▸ **SOURCE MATERIAL**
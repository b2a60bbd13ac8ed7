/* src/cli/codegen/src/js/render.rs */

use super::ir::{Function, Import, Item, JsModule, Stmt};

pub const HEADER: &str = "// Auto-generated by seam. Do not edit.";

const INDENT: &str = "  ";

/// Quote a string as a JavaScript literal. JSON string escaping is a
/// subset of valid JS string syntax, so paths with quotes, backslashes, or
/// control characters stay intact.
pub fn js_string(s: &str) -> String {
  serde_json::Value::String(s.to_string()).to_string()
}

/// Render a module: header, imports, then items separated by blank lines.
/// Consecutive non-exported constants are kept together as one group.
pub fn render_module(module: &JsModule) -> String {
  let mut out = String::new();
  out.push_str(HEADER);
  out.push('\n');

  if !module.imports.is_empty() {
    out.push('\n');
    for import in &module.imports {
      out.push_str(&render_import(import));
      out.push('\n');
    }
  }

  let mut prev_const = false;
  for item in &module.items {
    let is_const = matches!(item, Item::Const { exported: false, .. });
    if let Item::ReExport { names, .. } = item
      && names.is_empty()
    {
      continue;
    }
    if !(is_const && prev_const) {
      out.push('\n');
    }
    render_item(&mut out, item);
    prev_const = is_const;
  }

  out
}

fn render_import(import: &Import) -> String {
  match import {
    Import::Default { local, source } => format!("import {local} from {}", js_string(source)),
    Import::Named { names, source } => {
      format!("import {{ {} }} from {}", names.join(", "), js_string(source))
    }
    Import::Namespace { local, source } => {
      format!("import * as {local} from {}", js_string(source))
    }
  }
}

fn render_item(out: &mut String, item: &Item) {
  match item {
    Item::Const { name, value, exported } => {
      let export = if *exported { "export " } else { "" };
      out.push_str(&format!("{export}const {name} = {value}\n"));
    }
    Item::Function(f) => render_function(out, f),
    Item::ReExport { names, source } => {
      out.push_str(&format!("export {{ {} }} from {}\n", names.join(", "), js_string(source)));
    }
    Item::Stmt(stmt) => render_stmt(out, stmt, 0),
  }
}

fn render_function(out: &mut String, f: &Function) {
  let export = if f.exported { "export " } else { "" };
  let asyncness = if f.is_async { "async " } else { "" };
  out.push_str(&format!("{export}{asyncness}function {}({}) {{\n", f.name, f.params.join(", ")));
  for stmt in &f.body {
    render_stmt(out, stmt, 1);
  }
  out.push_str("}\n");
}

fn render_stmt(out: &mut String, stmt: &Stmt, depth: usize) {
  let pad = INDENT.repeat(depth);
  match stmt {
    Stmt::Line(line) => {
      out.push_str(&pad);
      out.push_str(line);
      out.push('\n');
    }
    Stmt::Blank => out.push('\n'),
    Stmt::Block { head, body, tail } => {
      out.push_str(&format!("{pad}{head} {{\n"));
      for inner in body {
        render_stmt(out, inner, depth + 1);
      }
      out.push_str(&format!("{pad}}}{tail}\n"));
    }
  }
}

▸ **INSTRUCTIONS TO FOLLOW**
Give back the entries above exactly as they are, from their first line through the line that contains "escaping is a", both included, with nothing else.

▸ **COMPLETED TASK**
repository b2a60bbd13ac8ed7
/* src/cli/codegen/src/js/render.rs */

use super::ir::{Function, Import, Item, JsModule, Stmt};

pub const HEADER: &str = "// Auto-generated by seam. Do not edit.";

const INDENT: &str = "  ";

/// Quote a string as a JavaScript literal. JSON string escaping is a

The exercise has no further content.